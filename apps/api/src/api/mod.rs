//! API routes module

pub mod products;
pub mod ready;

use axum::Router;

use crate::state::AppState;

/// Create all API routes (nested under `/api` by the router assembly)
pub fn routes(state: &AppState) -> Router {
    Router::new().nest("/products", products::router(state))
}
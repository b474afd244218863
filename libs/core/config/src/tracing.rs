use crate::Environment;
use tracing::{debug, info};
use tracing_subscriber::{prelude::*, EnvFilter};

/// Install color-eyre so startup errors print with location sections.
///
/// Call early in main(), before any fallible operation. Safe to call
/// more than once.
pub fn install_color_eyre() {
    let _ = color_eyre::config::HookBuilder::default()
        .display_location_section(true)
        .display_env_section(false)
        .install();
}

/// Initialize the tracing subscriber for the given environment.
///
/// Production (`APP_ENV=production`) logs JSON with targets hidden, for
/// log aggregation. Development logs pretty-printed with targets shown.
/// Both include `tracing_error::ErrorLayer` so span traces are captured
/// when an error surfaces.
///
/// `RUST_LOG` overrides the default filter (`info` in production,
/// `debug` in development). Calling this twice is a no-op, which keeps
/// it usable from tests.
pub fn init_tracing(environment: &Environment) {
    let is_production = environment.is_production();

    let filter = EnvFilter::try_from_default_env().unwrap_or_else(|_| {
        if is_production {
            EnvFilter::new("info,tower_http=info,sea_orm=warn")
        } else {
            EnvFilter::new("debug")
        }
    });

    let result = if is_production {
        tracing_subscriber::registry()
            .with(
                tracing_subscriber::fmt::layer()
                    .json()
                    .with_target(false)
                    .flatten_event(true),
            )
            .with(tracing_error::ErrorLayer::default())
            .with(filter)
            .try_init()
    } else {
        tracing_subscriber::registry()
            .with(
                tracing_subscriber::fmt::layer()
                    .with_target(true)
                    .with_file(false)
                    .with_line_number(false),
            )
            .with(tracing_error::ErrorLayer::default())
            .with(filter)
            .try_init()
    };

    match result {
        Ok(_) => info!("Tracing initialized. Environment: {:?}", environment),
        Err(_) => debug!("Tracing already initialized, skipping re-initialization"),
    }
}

********************

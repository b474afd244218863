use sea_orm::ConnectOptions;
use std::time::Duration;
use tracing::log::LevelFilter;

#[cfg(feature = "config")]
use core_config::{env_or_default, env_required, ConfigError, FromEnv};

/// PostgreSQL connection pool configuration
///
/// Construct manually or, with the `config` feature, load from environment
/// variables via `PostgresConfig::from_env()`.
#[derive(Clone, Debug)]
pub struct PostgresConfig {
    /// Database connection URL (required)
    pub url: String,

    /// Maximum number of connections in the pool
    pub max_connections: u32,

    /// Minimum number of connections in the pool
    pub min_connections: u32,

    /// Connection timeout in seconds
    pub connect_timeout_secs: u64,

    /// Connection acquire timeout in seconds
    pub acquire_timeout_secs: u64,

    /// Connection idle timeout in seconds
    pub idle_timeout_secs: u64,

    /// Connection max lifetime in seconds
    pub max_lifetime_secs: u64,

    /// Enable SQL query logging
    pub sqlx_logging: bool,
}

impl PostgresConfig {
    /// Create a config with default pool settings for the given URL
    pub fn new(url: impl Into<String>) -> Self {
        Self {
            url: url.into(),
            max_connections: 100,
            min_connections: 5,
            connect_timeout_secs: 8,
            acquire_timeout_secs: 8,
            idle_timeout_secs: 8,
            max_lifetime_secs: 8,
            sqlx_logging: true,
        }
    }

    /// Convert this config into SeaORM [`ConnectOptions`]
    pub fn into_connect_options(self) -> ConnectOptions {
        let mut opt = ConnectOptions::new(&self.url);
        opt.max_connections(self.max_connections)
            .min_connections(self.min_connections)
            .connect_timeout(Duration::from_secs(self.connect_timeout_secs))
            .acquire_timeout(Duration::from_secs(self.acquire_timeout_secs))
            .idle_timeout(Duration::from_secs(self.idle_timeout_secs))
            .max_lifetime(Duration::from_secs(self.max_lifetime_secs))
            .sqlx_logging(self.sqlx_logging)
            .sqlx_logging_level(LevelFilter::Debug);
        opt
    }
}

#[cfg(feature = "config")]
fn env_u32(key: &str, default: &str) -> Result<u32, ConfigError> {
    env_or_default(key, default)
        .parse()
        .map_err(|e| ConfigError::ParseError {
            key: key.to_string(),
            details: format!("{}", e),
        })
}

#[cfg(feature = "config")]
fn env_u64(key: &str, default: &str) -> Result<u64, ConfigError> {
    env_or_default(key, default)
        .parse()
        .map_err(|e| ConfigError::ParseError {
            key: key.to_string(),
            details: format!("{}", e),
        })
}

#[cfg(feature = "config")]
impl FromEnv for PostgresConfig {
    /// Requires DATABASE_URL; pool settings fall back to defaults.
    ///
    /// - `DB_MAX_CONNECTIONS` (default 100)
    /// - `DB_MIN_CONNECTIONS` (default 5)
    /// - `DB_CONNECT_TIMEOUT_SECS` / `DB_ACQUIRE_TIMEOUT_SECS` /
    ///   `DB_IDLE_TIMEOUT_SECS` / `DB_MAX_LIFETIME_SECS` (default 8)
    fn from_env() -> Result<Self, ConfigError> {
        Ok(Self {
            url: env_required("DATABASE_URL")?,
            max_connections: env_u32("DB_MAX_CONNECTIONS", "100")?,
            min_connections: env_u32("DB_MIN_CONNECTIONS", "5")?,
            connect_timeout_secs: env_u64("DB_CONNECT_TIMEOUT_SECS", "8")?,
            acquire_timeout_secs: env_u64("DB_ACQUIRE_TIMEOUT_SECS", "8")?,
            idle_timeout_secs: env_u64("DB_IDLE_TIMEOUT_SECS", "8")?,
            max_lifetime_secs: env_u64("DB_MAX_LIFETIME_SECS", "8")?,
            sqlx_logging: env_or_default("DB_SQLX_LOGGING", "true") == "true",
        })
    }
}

********************

Work request:
Nothing but a number is needed: tally the lines of the listing that contain "filename".

Answer box:
2